**ABOUT THIS TASK:** Your job is to return every line of the listing holding the string "Display".

**RECORDS SHOWN:**
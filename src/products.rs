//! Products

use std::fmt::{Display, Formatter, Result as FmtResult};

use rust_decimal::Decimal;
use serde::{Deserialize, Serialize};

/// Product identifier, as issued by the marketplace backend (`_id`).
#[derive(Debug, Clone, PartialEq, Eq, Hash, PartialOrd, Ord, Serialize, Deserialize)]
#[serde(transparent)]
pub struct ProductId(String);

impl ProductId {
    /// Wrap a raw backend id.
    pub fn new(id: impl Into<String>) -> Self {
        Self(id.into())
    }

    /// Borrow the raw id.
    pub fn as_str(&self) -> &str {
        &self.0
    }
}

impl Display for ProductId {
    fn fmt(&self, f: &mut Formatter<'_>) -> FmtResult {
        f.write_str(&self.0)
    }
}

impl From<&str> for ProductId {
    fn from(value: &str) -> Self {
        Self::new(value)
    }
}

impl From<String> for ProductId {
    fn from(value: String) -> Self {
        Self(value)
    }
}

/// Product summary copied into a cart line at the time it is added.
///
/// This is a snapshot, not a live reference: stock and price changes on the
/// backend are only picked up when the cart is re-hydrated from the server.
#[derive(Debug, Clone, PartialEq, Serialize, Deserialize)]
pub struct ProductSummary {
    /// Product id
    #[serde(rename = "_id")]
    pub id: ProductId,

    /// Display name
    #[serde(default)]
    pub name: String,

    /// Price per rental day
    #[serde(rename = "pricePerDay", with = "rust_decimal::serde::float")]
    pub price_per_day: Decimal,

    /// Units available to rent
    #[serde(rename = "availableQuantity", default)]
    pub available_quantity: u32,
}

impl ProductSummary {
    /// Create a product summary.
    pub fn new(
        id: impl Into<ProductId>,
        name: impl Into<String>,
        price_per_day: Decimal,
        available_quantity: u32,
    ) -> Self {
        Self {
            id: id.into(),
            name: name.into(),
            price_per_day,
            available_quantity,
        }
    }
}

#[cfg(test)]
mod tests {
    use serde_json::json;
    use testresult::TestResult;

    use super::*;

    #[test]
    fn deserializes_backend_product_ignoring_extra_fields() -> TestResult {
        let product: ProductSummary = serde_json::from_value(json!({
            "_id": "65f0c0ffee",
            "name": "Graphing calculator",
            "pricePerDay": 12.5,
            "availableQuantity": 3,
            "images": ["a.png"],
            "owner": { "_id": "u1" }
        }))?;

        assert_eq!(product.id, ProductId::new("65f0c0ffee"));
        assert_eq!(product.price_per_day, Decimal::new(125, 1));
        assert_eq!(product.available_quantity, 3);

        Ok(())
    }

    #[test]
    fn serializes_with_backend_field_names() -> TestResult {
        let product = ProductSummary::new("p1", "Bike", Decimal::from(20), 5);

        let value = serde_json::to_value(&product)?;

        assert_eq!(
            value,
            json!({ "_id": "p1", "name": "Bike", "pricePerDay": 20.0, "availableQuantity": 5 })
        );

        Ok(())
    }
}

**RESULT OF THE EXERCISE:**
use std::fmt::{Display, Formatter, Result as FmtResult};
impl Display for ProductId {
    /// Display name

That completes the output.